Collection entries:
>>>>>
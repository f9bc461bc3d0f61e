use std::io::{self, Write};

use indicatif::{ProgressBar, ProgressStyle};
use serde::Serialize;

use crate::app::{
    ConcatResult, MineResult, Phase, PlanResult, ProgressEvent, ProgressSink, StatusResult,
};

const BAR_TEMPLATE: &str =
    "{spinner:.green} [{elapsed_precise}, ETA: {eta}] [{bar:40.cyan/blue}] {pos:>5.green}/{len:5} {msg}";

#[derive(Debug, Clone, Copy)]
pub enum OutputMode {
    Interactive,
    NonInteractive,
}

/// Machine-readable results on stdout. As a sink it drops every event.
pub struct JsonOutput;

impl JsonOutput {
    pub fn print_plan(result: &PlanResult) -> io::Result<()> {
        Self::print_json(result)
    }

    pub fn print_mine(result: &MineResult) -> io::Result<()> {
        Self::print_json(result)
    }

    pub fn print_concat(result: &ConcatResult) -> io::Result<()> {
        Self::print_json(result)
    }

    pub fn print_status(result: &StatusResult) -> io::Result<()> {
        Self::print_json(result)
    }

    fn print_json<T: Serialize>(value: &T) -> io::Result<()> {
        let json = serde_json::to_string_pretty(value).map_err(io::Error::other)?;
        let mut stdout = io::stdout();
        stdout.write_all(json.as_bytes())?;
        stdout.write_all(b"\n")?;
        Ok(())
    }
}

impl ProgressSink for JsonOutput {
    fn event(&self, _event: ProgressEvent) {}
}

/// Progress bar on stderr, next to JSON on stdout.
pub struct BarProgress {
    bar: ProgressBar,
}

impl BarProgress {
    pub fn new() -> Self {
        let bar = ProgressBar::new(0);
        let style = ProgressStyle::default_bar()
            .template(BAR_TEMPLATE)
            .unwrap_or_else(|_| ProgressStyle::default_bar())
            .progress_chars("#>-");
        bar.set_style(style);
        bar.set_message("Processing...");
        Self { bar }
    }
}

impl Default for BarProgress {
    fn default() -> Self {
        Self::new()
    }
}

impl ProgressSink for BarProgress {
    fn event(&self, event: ProgressEvent) {
        if let Some((done, total)) = event.completed {
            self.bar.set_length(total as u64);
            self.bar.set_position(done as u64);
        }
        match event.phase {
            Phase::Done => self.bar.finish_with_message(event.message),
            phase => self
                .bar
                .set_message(format!("{} {}", phase.label(), event.message)),
        }
    }
}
<<<<<
_ACTIVITY:_
Each record should be repeated in full, exactly as it is written.

_ANSWER FOR THIS EXERCISE:_
repository f9bc461bc3d0f61e
use std::io::{self, Write};

use indicatif::{ProgressBar, ProgressStyle};
use serde::Serialize;

use crate::app::{
    ConcatResult, MineResult, Phase, PlanResult, ProgressEvent, ProgressSink, StatusResult,
};

const BAR_TEMPLATE: &str =
    "{spinner:.green} [{elapsed_precise}, ETA: {eta}] [{bar:40.cyan/blue}] {pos:>5.green}/{len:5} {msg}";

#[derive(Debug, Clone, Copy)]
pub enum OutputMode {
    Interactive,
    NonInteractive,
}

/// Machine-readable results on stdout. As a sink it drops every event.
pub struct JsonOutput;

impl JsonOutput {
    pub fn print_plan(result: &PlanResult) -> io::Result<()> {
        Self::print_json(result)
    }

    pub fn print_mine(result: &MineResult) -> io::Result<()> {
        Self::print_json(result)
    }

    pub fn print_concat(result: &ConcatResult) -> io::Result<()> {
        Self::print_json(result)
    }

    pub fn print_status(result: &StatusResult) -> io::Result<()> {
        Self::print_json(result)
    }

    fn print_json<T: Serialize>(value: &T) -> io::Result<()> {
        let json = serde_json::to_string_pretty(value).map_err(io::Error::other)?;
        let mut stdout = io::stdout();
        stdout.write_all(json.as_bytes())?;
        stdout.write_all(b"\n")?;
        Ok(())
    }
}

impl ProgressSink for JsonOutput {
    fn event(&self, _event: ProgressEvent) {}
}

/// Progress bar on stderr, next to JSON on stdout.
pub struct BarProgress {
    bar: ProgressBar,
}

impl BarProgress {
    pub fn new() -> Self {
        let bar = ProgressBar::new(0);
        let style = ProgressStyle::default_bar()
            .template(BAR_TEMPLATE)
            .unwrap_or_else(|_| ProgressStyle::default_bar())
            .progress_chars("#>-");
        bar.set_style(style);
        bar.set_message("Processing...");
        Self { bar }
    }
}

impl Default for BarProgress {
    fn default() -> Self {
        Self::new()
    }
}

impl ProgressSink for BarProgress {
    fn event(&self, event: ProgressEvent) {
        if let Some((done, total)) = event.completed {
            self.bar.set_length(total as u64);
            self.bar.set_position(done as u64);
        }
        match event.phase {
            Phase::Done => self.bar.finish_with_message(event.message),
            phase => self
                .bar
                .set_message(format!("{} {}", phase.label(), event.message)),
        }
    }
}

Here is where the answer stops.